TASK OBJECTIVE: In the entries that follow, find the word "الخدمة" and report each line it is on.

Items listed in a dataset
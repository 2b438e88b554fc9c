mod common;

use axum::http::StatusCode;
use serde_json::{json, Value};

async fn create(
    env: &common::TestEnv,
    server: &axum_test::TestServer,
    path: &str,
    body: Value,
) -> Value {
    let response = server
        .post(path)
        .authorization_bearer(&env.editor_token)
        .json(&body)
        .await;
    response.assert_status(StatusCode::CREATED);
    response.json::<Value>()["data"].clone()
}

#[tokio::test]
async fn service_crud_and_toggle() {
    let env = common::TestEnv::start().await;
    let server = env.server_permissive();

    let service = create(
        &env,
        &server,
        "/api/services",
        json!({
            "title": "Roof Insulation",
            "subtitle": "Foam and membranes",
            "hero": { "image": "/hero.webp", "description": "Hero text" },
            "sections": [{ "id": "s1", "type": "features-grid", "title": "Why us" }]
        }),
    )
    .await;
    assert_eq!(service["slug"], "roof-insulation");
    assert_eq!(service["isActive"], true);
    assert_eq!(service["sections"][0]["type"], "features-grid");

    let public: Value = server.get("/api/services/roof-insulation").await.json();
    assert_eq!(public["data"]["_id"], service["_id"]);

    let id = service["_id"].as_str().unwrap();
    let toggled: Value = server
        .patch(&format!("/api/services/{id}/toggle"))
        .authorization_bearer(&env.editor_token)
        .await
        .json();
    assert_eq!(toggled["data"]["isActive"], false);

    let active: Value = server.get("/api/services?active=true").await.json();
    assert_eq!(active["count"], 0);
    let all: Value = server.get("/api/services").await.json();
    assert_eq!(all["count"], 1);

    let response = server
        .delete(&format!("/api/services/{id}"))
        .authorization_bearer(&env.editor_token)
        .await;
    response.assert_status_ok();
    assert_eq!(response.json::<Value>()["message"], "تم حذف الخدمة بنجاح");

    let response = server.get("/api/services/roof-insulation").await;
    response.assert_status_not_found();
    assert_eq!(response.json::<Value>()["message"], "الخدمة غير موجودة");
}

#[tokio::test]
async fn service_writes_require_token() {
    let env = common::TestEnv::start().await;
    let server = env.server_permissive();

    let response = server
        .post("/api/services")
        .json(&json!({ "title": "x", "subtitle": "y" }))
        .await;
    response.assert_status_unauthorized();

    let response = server
        .post("/api/services")
        .authorization_bearer("not-a-token")
        .json(&json!({ "title": "x", "subtitle": "y" }))
        .await;
    response.assert_status_unauthorized();
    assert_eq!(response.json::<Value>()["message"], "غير مصرح - التوكن غير صالح");
}

#[tokio::test]
async fn service_reorder_assigns_sequential_orders() {
    let env = common::TestEnv::start().await;
    let server = env.server();

    let mut ids = Vec::new();
    for title in ["First", "Second", "Third"] {
        let service = create(
            &env,
            &server,
            "/api/services",
            json!({ "title": title, "subtitle": "sub" }),
        )
        .await;
        ids.push(service["_id"].as_str().unwrap().to_string());
    }

    let response: Value = server
        .patch("/api/services/reorder")
        .authorization_bearer(&env.editor_token)
        .json(&json!({ "orderedIds": [ids[2], ids[0], ids[1]] }))
        .await
        .json();
    assert_eq!(response["message"], "تم تحديث الترتيب بنجاح");

    let list: Value = server.get("/api/services").await.json();
    let titles: Vec<&str> = list["data"]
        .as_array()
        .unwrap()
        .iter()
        .map(|s| s["title"].as_str().unwrap())
        .collect();
    assert_eq!(titles, vec!["Third", "First", "Second"]);
    assert_eq!(list["data"][0]["order"], 0);
    assert_eq!(list["data"][2]["order"], 2);
}

#[tokio::test]
async fn category_filters_by_type_and_active() {
    let env = common::TestEnv::start().await;
    let server = env.server();

    let service_category = create(
        &env,
        &server,
        "/api/categories",
        json!({ "name": "عزل مائي", "type": "service" }),
    )
    .await;
    assert_eq!(service_category["slug"], "عزل-مائي");
    assert_eq!(service_category["color"]["primary"], "#3b82f6");

    let blog_category = create(
        &env,
        &server,
        "/api/categories",
        json!({ "name": "Tips", "type": "blog" }),
    )
    .await;

    let services: Value = server.get("/api/categories?type=service").await.json();
    assert_eq!(services["count"], 1);
    assert_eq!(services["data"][0]["_id"], service_category["_id"]);

    let id = blog_category["_id"].as_str().unwrap();
    server
        .patch(&format!("/api/categories/{id}/toggle"))
        .authorization_bearer(&env.editor_token)
        .await;

    let active: Value = server.get("/api/categories?active=true").await.json();
    assert_eq!(active["count"], 1);

    let fetched: Value = server.get(&format!("/api/categories/{id}")).await.json();
    assert_eq!(fetched["data"]["isActive"], false);
}

#[tokio::test]
async fn category_requires_type() {
    let env = common::TestEnv::start().await;
    let server = env.server_permissive();

    let response = server
        .post("/api/categories")
        .authorization_bearer(&env.editor_token)
        .json(&json!({ "name": "No Type" }))
        .await;
    response.assert_status_bad_request();
    assert_eq!(response.json::<Value>()["success"], false);
}

#[tokio::test]
async fn category_update_and_delete() {
    let env = common::TestEnv::start().await;
    let server = env.server_permissive();

    let category = create(
        &env,
        &server,
        "/api/categories",
        json!({ "name": "Old Name", "type": "blog" }),
    )
    .await;
    let id = category["_id"].as_str().unwrap();

    let updated: Value = server
        .put(&format!("/api/categories/{id}"))
        .authorization_bearer(&env.editor_token)
        .json(&json!({ "name": "New Name", "description": "desc" }))
        .await
        .json();
    assert_eq!(updated["data"]["name"], "New Name");
    assert_eq!(updated["data"]["slug"], "old-name");
    assert_eq!(updated["data"]["type"], "blog");

    let response = server
        .delete(&format!("/api/categories/{id}"))
        .authorization_bearer(&env.editor_token)
        .await;
    assert_eq!(response.json::<Value>()["message"], "تم حذف القسم بنجاح");

    let response = server.get(&format!("/api/categories/{id}")).await;
    response.assert_status_not_found();
}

EXPECTED ANSWER:
    assert_eq!(response.json::<Value>()["message"], "تم حذف الخدمة بنجاح");
    assert_eq!(response.json::<Value>()["message"], "الخدمة غير موجودة");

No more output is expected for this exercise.